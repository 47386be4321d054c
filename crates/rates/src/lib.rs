//! Client for the upstream "latest rates" service.
//!
//! Each operation performs exactly one `GET <base_url>/<BASE>` with a bounded
//! timeout and never retries. Every failure comes back as a [`RatesError`].

mod error;

use std::collections::HashMap;
use std::env;
use std::str::FromStr;
use std::time::Duration;

use currencypal_core::{
    format_amount, format_rate, round_money, round_rate, ConversionResult, CurrencyCode,
    RateEntry, RateTable,
};
use reqwest::Client;
use rust_decimal::Decimal;
use serde_json::Value;
use tracing::{debug, warn};

pub use error::RatesError;

pub const DEFAULT_RATES_URL: &str = "https://api.exchangerate-api.com/v4/latest";
pub const DEFAULT_TIMEOUT: Duration = Duration::from_secs(10);

/// Rate lookups the responder depends on.
pub trait RateSource: Send + Sync {
    async fn convert(
        &self,
        from: &CurrencyCode,
        to: &CurrencyCode,
        amount: Decimal,
    ) -> Result<ConversionResult, RatesError>;

    /// Rates expressed as "1 <code> = X NGN". `None` means the default code set.
    async fn rates_to_base(&self, codes: Option<&[CurrencyCode]>)
        -> Result<RateTable, RatesError>;
}

#[derive(Debug, Clone)]
pub struct RateClientConfig {
    pub base_url: String,
    pub timeout: Duration,
}

impl Default for RateClientConfig {
    fn default() -> Self {
        Self {
            base_url: DEFAULT_RATES_URL.to_string(),
            timeout: DEFAULT_TIMEOUT,
        }
    }
}

impl RateClientConfig {
    pub fn from_env() -> Self {
        Self::from_lookup(|key| env::var(key).ok())
    }

    /// Blank URLs and zero or unparsable timeouts fall back to the defaults.
    pub fn from_lookup<F>(lookup: F) -> Self
    where
        F: Fn(&str) -> Option<String>,
    {
        let base_url = lookup("CURRENCYPAL_RATES_URL")
            .map(|value| value.trim().to_string())
            .filter(|value| !value.is_empty())
            .unwrap_or_else(|| DEFAULT_RATES_URL.to_string());
        let timeout = lookup("CURRENCYPAL_RATES_TIMEOUT_SECONDS")
            .and_then(|value| value.trim().parse::<u64>().ok())
            .filter(|seconds| *seconds > 0)
            .map(Duration::from_secs)
            .unwrap_or(DEFAULT_TIMEOUT);

        Self { base_url, timeout }
    }
}

#[derive(Debug, Clone)]
pub struct RateClient {
    http: Client,
    base_url: String,
}

impl RateClient {
    pub fn new(config: RateClientConfig) -> Result<Self, RatesError> {
        let http = Client::builder()
            .timeout(config.timeout)
            .build()
            .map_err(|error| RatesError::Network(format!("failed to build HTTP client: {error}")))?;

        Ok(Self {
            http,
            base_url: config.base_url.trim_end_matches('/').to_string(),
        })
    }

    pub fn base_url(&self) -> &str {
        &self.base_url
    }

    /// `Ok(None)` when the body parsed but carried no `rates` object.
    async fn fetch_latest(
        &self,
        base: &CurrencyCode,
    ) -> Result<Option<HashMap<String, Decimal>>, RatesError> {
        let url = format!("{}/{}", self.base_url, base);
        debug!(url = %url, "fetching latest rates");

        let response = self
            .http
            .get(&url)
            .send()
            .await
            .map_err(RatesError::from_transport)?;

        let status = response.status();
        if !status.is_success() {
            warn!(status = status.as_u16(), base = %base, "rates service returned non-success status");
        }

        let body: Value = response.json().await.map_err(RatesError::from_transport)?;
        Ok(parse_rates(&body))
    }
}

impl RateSource for RateClient {
    async fn convert(
        &self,
        from: &CurrencyCode,
        to: &CurrencyCode,
        amount: Decimal,
    ) -> Result<ConversionResult, RatesError> {
        let rates = self.fetch_latest(from).await?;
        let rate = rates
            .as_ref()
            .and_then(|table| table.get(to.as_str()))
            .copied()
            .filter(|rate| *rate > Decimal::ZERO)
            .ok_or_else(|| RatesError::CurrencyNotFound {
                from: from.clone(),
                to: to.clone(),
            })?;

        build_conversion(from, to, amount, rate)
    }

    async fn rates_to_base(
        &self,
        codes: Option<&[CurrencyCode]>,
    ) -> Result<RateTable, RatesError> {
        let rates = self
            .fetch_latest(&CurrencyCode::home())
            .await?
            .ok_or_else(|| RatesError::UpstreamShape("Failed to fetch rates".to_string()))?;

        let defaults;
        let codes = match codes {
            Some(codes) => codes,
            None => {
                defaults = CurrencyCode::defaults();
                defaults.as_slice()
            }
        };

        Ok(build_rate_table(&rates, codes))
    }
}

pub fn build_conversion(
    from: &CurrencyCode,
    to: &CurrencyCode,
    amount: Decimal,
    rate: Decimal,
) -> Result<ConversionResult, RatesError> {
    let converted = amount
        .checked_mul(rate)
        .ok_or_else(|| RatesError::AmountOutOfRange(amount.normalize().to_string()))?;

    let formatted_amount = format_amount(amount, from.as_str());
    let formatted_converted = format_amount(converted, to.as_str());
    let message = format!(
        "{formatted_amount} = {formatted_converted} 💱 (Rate: 1 {from} = {} {to})",
        format_rate(rate)
    );

    Ok(ConversionResult {
        from: from.clone(),
        to: to.clone(),
        amount,
        rate: round_rate(rate),
        converted: round_money(converted),
        formatted_amount,
        formatted_converted,
        message,
    })
}

/// Inverts home-based quotes. Codes missing upstream or quoted at zero are omitted.
pub fn build_rate_table(rates: &HashMap<String, Decimal>, codes: &[CurrencyCode]) -> RateTable {
    let home = CurrencyCode::home();
    let mut table = RateTable::new();

    for code in codes {
        let Some(quoted) = rates.get(code.as_str()).copied() else {
            debug!(code = %code, "currency absent from upstream rates");
            continue;
        };
        if quoted <= Decimal::ZERO {
            continue;
        }
        let Some(inverted) = Decimal::ONE.checked_div(quoted) else {
            continue;
        };

        table.insert(
            code.clone(),
            RateEntry {
                rate: round_money(inverted),
                formatted: format!("1 {code} = {}", format_amount(inverted, home.as_str())),
            },
        );
    }

    table
}

fn parse_rates(body: &Value) -> Option<HashMap<String, Decimal>> {
    let rates = body.get("rates")?.as_object()?;
    Some(
        rates
            .iter()
            .filter_map(|(code, value)| decimal_from_json(value).map(|rate| (code.clone(), rate)))
            .collect(),
    )
}

fn decimal_from_json(value: &Value) -> Option<Decimal> {
    let text = value.as_number()?.to_string();
    Decimal::from_str(&text)
        .or_else(|_| Decimal::from_scientific(&text))
        .ok()
}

◇ ◇ ◇ ◇ ◇

Each of the entries above should be written out again exactly.

repository 47386be4321d054c
filename crates/rates/src/lib.rs
//! Client for the upstream "latest rates" service.
//!
//! Each operation performs exactly one `GET <base_url>/<BASE>` with a bounded
//! timeout and never retries. Every failure comes back as a [`RatesError`].

mod error;

use std::collections::HashMap;
use std::env;
use std::str::FromStr;
use std::time::Duration;

use currencypal_core::{
    format_amount, format_rate, round_money, round_rate, ConversionResult, CurrencyCode,
    RateEntry, RateTable,
};
use reqwest::Client;
use rust_decimal::Decimal;
use serde_json::Value;
use tracing::{debug, warn};

pub use error::RatesError;

pub const DEFAULT_RATES_URL: &str = "https://api.exchangerate-api.com/v4/latest";
pub const DEFAULT_TIMEOUT: Duration = Duration::from_secs(10);

/// Rate lookups the responder depends on.
pub trait RateSource: Send + Sync {
    async fn convert(
        &self,
        from: &CurrencyCode,
        to: &CurrencyCode,
        amount: Decimal,
    ) -> Result<ConversionResult, RatesError>;

    /// Rates expressed as "1 <code> = X NGN". `None` means the default code set.
    async fn rates_to_base(&self, codes: Option<&[CurrencyCode]>)
        -> Result<RateTable, RatesError>;
}

#[derive(Debug, Clone)]
pub struct RateClientConfig {
    pub base_url: String,
    pub timeout: Duration,
}

impl Default for RateClientConfig {
    fn default() -> Self {
        Self {
            base_url: DEFAULT_RATES_URL.to_string(),
            timeout: DEFAULT_TIMEOUT,
        }
    }
}

impl RateClientConfig {
    pub fn from_env() -> Self {
        Self::from_lookup(|key| env::var(key).ok())
    }

    /// Blank URLs and zero or unparsable timeouts fall back to the defaults.
    pub fn from_lookup<F>(lookup: F) -> Self
    where
        F: Fn(&str) -> Option<String>,
    {
        let base_url = lookup("CURRENCYPAL_RATES_URL")
            .map(|value| value.trim().to_string())
            .filter(|value| !value.is_empty())
            .unwrap_or_else(|| DEFAULT_RATES_URL.to_string());
        let timeout = lookup("CURRENCYPAL_RATES_TIMEOUT_SECONDS")
            .and_then(|value| value.trim().parse::<u64>().ok())
            .filter(|seconds| *seconds > 0)
            .map(Duration::from_secs)
            .unwrap_or(DEFAULT_TIMEOUT);

        Self { base_url, timeout }
    }
}

#[derive(Debug, Clone)]
pub struct RateClient {
    http: Client,
    base_url: String,
}

impl RateClient {
    pub fn new(config: RateClientConfig) -> Result<Self, RatesError> {
        let http = Client::builder()
            .timeout(config.timeout)
            .build()
            .map_err(|error| RatesError::Network(format!("failed to build HTTP client: {error}")))?;

        Ok(Self {
            http,
            base_url: config.base_url.trim_end_matches('/').to_string(),
        })
    }

    pub fn base_url(&self) -> &str {
        &self.base_url
    }

    /// `Ok(None)` when the body parsed but carried no `rates` object.
    async fn fetch_latest(
        &self,
        base: &CurrencyCode,
    ) -> Result<Option<HashMap<String, Decimal>>, RatesError> {
        let url = format!("{}/{}", self.base_url, base);
        debug!(url = %url, "fetching latest rates");

        let response = self
            .http
            .get(&url)
            .send()
            .await
            .map_err(RatesError::from_transport)?;

        let status = response.status();
        if !status.is_success() {
            warn!(status = status.as_u16(), base = %base, "rates service returned non-success status");
        }

        let body: Value = response.json().await.map_err(RatesError::from_transport)?;
        Ok(parse_rates(&body))
    }
}

impl RateSource for RateClient {
    async fn convert(
        &self,
        from: &CurrencyCode,
        to: &CurrencyCode,
        amount: Decimal,
    ) -> Result<ConversionResult, RatesError> {
        let rates = self.fetch_latest(from).await?;
        let rate = rates
            .as_ref()
            .and_then(|table| table.get(to.as_str()))
            .copied()
            .filter(|rate| *rate > Decimal::ZERO)
            .ok_or_else(|| RatesError::CurrencyNotFound {
                from: from.clone(),
                to: to.clone(),
            })?;

        build_conversion(from, to, amount, rate)
    }

    async fn rates_to_base(
        &self,
        codes: Option<&[CurrencyCode]>,
    ) -> Result<RateTable, RatesError> {
        let rates = self
            .fetch_latest(&CurrencyCode::home())
            .await?
            .ok_or_else(|| RatesError::UpstreamShape("Failed to fetch rates".to_string()))?;

        let defaults;
        let codes = match codes {
            Some(codes) => codes,
            None => {
                defaults = CurrencyCode::defaults();
                defaults.as_slice()
            }
        };

        Ok(build_rate_table(&rates, codes))
    }
}

pub fn build_conversion(
    from: &CurrencyCode,
    to: &CurrencyCode,
    amount: Decimal,
    rate: Decimal,
) -> Result<ConversionResult, RatesError> {
    let converted = amount
        .checked_mul(rate)
        .ok_or_else(|| RatesError::AmountOutOfRange(amount.normalize().to_string()))?;

    let formatted_amount = format_amount(amount, from.as_str());
    let formatted_converted = format_amount(converted, to.as_str());
    let message = format!(
        "{formatted_amount} = {formatted_converted} 💱 (Rate: 1 {from} = {} {to})",
        format_rate(rate)
    );

    Ok(ConversionResult {
        from: from.clone(),
        to: to.clone(),
        amount,
        rate: round_rate(rate),
        converted: round_money(converted),
        formatted_amount,
        formatted_converted,
        message,
    })
}

/// Inverts home-based quotes. Codes missing upstream or quoted at zero are omitted.
pub fn build_rate_table(rates: &HashMap<String, Decimal>, codes: &[CurrencyCode]) -> RateTable {
    let home = CurrencyCode::home();
    let mut table = RateTable::new();

    for code in codes {
        let Some(quoted) = rates.get(code.as_str()).copied() else {
            debug!(code = %code, "currency absent from upstream rates");
            continue;
        };
        if quoted <= Decimal::ZERO {
            continue;
        }
        let Some(inverted) = Decimal::ONE.checked_div(quoted) else {
            continue;
        };

        table.insert(
            code.clone(),
            RateEntry {
                rate: round_money(inverted),
                formatted: format!("1 {code} = {}", format_amount(inverted, home.as_str())),
            },
        );
    }

    table
}

fn parse_rates(body: &Value) -> Option<HashMap<String, Decimal>> {
    let rates = body.get("rates")?.as_object()?;
    Some(
        rates
            .iter()
            .filter_map(|(code, value)| decimal_from_json(value).map(|rate| (code.clone(), rate)))
            .collect(),
    )
}

fn decimal_from_json(value: &Value) -> Option<Decimal> {
    let text = value.as_number()?.to_string();
    Decimal::from_str(&text)
        .or_else(|_| Decimal::from_scientific(&text))
        .ok()
}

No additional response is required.